# Instructions for the task
Scan the entries line by line and return those with "bestmove".

####################

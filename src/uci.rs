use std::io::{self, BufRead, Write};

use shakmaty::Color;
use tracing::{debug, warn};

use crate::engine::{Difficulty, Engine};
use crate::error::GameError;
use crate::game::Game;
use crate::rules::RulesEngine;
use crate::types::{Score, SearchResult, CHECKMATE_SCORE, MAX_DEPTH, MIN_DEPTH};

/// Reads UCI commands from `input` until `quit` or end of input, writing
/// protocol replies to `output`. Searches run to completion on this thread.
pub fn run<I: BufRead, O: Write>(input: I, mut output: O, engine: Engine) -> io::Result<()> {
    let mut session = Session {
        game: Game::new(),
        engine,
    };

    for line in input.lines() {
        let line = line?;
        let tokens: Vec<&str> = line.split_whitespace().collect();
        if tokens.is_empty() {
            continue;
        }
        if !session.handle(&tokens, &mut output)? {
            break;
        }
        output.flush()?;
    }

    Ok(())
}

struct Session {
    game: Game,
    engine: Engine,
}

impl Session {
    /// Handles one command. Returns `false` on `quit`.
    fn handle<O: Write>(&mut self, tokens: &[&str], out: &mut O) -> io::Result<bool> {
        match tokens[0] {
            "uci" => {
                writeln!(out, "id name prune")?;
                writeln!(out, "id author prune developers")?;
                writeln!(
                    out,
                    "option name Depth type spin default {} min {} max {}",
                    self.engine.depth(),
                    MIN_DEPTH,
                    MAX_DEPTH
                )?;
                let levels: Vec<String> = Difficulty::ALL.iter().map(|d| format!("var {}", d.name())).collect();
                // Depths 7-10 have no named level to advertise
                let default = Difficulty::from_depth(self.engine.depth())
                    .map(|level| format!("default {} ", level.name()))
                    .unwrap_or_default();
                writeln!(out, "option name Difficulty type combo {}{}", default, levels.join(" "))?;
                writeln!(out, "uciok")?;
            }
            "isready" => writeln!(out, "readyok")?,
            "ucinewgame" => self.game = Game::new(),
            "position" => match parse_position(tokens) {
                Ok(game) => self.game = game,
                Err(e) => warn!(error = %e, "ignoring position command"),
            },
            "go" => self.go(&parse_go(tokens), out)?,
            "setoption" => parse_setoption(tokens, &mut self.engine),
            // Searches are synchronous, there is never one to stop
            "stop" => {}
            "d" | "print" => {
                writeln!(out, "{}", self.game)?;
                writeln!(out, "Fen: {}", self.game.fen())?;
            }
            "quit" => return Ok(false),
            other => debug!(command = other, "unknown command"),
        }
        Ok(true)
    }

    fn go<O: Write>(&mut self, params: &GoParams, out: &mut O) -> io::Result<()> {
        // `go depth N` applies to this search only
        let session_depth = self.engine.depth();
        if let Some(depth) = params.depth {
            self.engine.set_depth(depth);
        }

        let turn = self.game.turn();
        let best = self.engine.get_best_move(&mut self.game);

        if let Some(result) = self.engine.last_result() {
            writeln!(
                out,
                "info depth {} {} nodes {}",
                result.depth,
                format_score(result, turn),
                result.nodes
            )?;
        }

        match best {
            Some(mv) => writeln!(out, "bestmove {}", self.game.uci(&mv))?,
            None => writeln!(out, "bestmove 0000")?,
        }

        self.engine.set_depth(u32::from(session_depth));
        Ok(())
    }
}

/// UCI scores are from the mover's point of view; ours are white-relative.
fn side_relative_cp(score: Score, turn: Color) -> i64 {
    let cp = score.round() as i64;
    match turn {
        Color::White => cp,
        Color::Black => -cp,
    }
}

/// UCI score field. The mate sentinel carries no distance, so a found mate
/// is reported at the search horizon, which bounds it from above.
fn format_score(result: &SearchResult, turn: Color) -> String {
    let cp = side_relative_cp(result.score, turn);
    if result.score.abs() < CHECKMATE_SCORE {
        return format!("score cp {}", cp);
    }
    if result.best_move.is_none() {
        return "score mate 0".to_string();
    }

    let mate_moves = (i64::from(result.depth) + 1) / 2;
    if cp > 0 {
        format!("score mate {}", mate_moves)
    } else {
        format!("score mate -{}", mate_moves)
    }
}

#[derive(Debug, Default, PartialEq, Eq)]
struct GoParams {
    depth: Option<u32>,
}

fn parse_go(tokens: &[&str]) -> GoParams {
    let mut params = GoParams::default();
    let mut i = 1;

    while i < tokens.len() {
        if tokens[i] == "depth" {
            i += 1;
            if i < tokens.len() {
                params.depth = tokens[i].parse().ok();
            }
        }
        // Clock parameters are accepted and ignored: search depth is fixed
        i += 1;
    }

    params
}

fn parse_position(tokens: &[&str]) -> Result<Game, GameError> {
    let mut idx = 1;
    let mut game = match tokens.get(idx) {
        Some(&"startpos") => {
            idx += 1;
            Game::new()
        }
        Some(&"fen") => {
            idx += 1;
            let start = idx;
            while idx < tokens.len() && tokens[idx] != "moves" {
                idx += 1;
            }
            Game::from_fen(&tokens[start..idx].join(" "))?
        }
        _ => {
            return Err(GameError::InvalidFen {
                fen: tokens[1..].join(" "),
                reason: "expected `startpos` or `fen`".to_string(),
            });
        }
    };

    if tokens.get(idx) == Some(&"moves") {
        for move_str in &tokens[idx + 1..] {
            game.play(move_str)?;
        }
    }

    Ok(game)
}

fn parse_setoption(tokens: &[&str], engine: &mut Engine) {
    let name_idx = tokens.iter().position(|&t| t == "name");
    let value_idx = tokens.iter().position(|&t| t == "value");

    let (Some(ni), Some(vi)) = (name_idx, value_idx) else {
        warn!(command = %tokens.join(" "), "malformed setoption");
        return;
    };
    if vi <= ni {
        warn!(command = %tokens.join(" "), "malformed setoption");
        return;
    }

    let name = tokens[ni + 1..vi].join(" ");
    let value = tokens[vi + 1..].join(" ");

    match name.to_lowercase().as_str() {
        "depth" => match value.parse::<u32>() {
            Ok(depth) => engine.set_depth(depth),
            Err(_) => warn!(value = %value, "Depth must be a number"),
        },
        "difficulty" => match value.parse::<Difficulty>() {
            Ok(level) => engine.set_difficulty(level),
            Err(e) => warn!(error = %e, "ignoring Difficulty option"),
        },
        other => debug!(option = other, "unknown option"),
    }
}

####################

# Task response
            Some(mv) => writeln!(out, "bestmove {}", self.game.uci(&mv))?,
            None => writeln!(out, "bestmove 0000")?,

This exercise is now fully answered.